§ DATASET ENTRIES:
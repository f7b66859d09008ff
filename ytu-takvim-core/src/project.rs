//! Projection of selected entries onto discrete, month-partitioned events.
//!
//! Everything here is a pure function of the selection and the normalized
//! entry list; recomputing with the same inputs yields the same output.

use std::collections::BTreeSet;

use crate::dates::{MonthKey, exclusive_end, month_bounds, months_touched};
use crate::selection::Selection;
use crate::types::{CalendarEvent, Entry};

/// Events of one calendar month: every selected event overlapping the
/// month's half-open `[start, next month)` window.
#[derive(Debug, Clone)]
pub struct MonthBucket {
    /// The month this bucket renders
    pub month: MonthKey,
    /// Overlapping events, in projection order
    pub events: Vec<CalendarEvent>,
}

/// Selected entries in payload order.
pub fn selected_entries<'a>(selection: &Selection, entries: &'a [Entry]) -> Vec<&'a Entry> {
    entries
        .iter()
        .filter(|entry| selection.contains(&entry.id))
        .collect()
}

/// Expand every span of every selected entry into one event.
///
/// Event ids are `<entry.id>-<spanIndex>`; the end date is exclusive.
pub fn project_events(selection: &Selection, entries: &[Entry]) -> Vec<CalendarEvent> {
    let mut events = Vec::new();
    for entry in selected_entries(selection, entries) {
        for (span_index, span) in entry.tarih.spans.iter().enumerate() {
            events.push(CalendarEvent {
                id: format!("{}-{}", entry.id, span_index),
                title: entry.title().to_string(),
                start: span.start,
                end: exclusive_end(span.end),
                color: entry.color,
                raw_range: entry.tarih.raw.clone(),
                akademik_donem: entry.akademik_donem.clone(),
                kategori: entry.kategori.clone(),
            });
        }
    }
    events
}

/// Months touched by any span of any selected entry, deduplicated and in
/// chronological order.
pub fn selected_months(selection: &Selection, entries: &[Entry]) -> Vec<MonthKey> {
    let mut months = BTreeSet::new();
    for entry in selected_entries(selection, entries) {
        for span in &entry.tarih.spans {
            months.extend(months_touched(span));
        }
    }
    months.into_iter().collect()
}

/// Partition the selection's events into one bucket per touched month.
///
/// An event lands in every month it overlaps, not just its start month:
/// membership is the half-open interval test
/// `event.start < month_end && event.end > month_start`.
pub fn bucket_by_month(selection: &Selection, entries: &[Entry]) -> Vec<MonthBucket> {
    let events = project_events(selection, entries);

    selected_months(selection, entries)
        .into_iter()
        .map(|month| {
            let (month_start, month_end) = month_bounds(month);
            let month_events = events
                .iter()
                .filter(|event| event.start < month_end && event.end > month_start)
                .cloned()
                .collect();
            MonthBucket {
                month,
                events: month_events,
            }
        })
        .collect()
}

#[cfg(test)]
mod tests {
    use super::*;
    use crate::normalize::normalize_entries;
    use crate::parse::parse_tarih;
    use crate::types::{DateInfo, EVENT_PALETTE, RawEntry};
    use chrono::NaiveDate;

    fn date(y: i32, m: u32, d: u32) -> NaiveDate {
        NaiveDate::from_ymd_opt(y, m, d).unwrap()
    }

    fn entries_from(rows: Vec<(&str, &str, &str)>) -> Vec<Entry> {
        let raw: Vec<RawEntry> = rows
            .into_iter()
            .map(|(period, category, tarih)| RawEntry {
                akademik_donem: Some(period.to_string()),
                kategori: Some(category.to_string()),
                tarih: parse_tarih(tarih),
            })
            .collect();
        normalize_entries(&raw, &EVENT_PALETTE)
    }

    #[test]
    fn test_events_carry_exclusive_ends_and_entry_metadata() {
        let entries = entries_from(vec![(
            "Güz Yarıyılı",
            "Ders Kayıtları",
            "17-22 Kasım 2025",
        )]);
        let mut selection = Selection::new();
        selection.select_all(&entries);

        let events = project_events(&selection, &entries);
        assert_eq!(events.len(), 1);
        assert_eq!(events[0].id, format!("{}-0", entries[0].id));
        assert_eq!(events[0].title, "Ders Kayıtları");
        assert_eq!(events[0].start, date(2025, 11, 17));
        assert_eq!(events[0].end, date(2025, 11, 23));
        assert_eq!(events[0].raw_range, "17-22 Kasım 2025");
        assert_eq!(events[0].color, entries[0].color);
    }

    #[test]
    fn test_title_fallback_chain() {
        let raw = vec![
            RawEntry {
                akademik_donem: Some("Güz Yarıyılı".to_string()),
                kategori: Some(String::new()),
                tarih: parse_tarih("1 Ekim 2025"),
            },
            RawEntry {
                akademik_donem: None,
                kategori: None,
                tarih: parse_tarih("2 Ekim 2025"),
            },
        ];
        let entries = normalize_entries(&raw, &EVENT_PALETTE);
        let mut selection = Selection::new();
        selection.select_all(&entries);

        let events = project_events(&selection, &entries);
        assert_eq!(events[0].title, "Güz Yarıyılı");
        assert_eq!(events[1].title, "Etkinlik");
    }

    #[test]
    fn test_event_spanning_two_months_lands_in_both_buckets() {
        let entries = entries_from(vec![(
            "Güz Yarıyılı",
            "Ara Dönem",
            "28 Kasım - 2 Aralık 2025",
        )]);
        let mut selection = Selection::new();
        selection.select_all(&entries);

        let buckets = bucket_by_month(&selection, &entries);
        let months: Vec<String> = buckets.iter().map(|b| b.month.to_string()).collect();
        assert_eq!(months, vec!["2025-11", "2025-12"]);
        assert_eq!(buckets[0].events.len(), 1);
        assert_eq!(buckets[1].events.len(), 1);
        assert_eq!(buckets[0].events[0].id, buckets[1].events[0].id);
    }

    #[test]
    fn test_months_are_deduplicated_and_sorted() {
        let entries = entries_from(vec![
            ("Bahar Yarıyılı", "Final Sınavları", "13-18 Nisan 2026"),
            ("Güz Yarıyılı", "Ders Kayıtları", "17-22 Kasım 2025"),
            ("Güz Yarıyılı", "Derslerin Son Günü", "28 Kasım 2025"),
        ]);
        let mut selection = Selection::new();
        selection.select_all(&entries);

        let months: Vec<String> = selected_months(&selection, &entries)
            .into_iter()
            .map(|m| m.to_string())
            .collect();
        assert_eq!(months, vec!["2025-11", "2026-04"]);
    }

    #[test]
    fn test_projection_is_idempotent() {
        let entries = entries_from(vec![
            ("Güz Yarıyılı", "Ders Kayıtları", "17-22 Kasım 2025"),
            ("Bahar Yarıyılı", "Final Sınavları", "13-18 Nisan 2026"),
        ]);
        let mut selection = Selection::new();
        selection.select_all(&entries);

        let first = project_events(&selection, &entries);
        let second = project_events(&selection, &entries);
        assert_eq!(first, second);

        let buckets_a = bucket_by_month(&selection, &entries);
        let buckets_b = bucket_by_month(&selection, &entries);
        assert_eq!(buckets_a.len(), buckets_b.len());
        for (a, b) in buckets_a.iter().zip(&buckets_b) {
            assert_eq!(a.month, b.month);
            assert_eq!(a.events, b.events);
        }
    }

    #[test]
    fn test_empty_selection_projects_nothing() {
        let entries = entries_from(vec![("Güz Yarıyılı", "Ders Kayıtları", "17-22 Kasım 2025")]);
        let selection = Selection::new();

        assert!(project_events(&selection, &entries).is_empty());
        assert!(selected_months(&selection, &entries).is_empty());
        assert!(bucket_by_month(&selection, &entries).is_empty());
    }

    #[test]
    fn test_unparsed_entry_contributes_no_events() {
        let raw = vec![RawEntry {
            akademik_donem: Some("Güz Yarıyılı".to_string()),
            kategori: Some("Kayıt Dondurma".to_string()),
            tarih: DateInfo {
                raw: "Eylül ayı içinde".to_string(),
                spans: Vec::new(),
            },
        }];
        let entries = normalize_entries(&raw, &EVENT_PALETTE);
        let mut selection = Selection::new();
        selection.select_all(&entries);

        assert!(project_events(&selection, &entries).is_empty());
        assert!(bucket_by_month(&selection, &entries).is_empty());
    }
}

§ EXERCISE GOAL: If the string "MonthBucket" appears in a line of the entries, report the line.

§ REPLY:
pub struct MonthBucket {
pub fn bucket_by_month(selection: &Selection, entries: &[Entry]) -> Vec<MonthBucket> {
            MonthBucket {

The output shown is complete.